A confluence of rising workforce wage pressures and attrition, along with rising inflationary and infection control concerns, could cap a decades-long trend toward outsourcing laundry processing services among skilled nursing facilities.

Joe Ricci, CEO and president of TRSA, the national association representing companies that supply, launder and maintain linens and uniforms, says increasing regulatory compliance pressure on skilled nursing facilities will continue to drive up the cost of their operations.

“Outsourcing to commercial laundries will yield cost savings that can be used to offset these rising costs” in areas such as recruitment and hiring operations, Ricci said. He also predicted finding the workers to meet new staffing and regulatory requirements will be very difficult in a labor market growing more challenging by the day. 

Nursing homes have been experiencing these trends for years now, according to a recent report from the accounting and advisory firm Marcum.

“Laundry statistics suggest outsourcing of laundry services is very common in the hospital environment, and we are now beginning to see this slow shift in the long-term care arena as well,” Marcum noted. “We expect to see this increasing movement to continue in the years to come.”

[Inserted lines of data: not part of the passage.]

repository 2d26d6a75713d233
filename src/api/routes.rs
use axum::{
    middleware,
    routing::{get, post},
    Router,
};
use tower::ServiceBuilder;
use tower_http::{cors::CorsLayer, trace::TraceLayer};

use crate::middleware::session_id::{make_span_with_session_id, session_id_middleware};

use super::handlers;
use super::AppState;

/// Creates the main API router with all routes
pub fn create_router(state: AppState) -> Router {
    Router::new()
        .route("/health", get(handlers::health_check))
        .nest("/api/v1", api_routes())
        // Session id must be assigned before the trace span is built
        .layer(
            ServiceBuilder::new()
                .layer(CorsLayer::permissive())
                .layer(middleware::from_fn(session_id_middleware))
                .layer(TraceLayer::new_for_http().make_span_with(make_span_with_session_id)),
        )
        .with_state(state)
}

/// API routes under /api/v1
fn api_routes() -> Router<AppState> {
    Router::new()
        .route("/search", post(handlers::search))
        .route(
            "/recommendations/current",
            get(handlers::current_recommendations),
        )
        // Per-movie actions
        .route(
            "/movies/:id/recommendations",
            get(handlers::show_recommendations),
        )
        .route("/movies/:id/more", post(handlers::request_more))
}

Laundry hours per patient day have been consistently declining year after year, as much as 5% from 2018 to 2019. During the same time, the national average hourly wage for laundry staff has been consistently increasing. Meanwhile, regulatory and liability arguments against on-premise laundries (OPLs) are mounting.

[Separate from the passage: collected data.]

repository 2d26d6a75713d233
pub mod handlers;
pub mod routes;
pub mod state;

pub use routes::create_router;
pub use state::AppState;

With their economies of scale, outsourced laundries say they spend 34% to 40% less per pound on the most costly items in OPL laundry production budgets: plant labor wages, employee benefits and natural gas. These account for 60% of all OPL laundry production expenses.

Examples culled from a cost estimator tool at trsa.org/oplsavings show a 50-bed nursing home in California with a 90% occupancy rate would save $35,714 a year by outsourcing, while the same facility in Illinois would save $28,138.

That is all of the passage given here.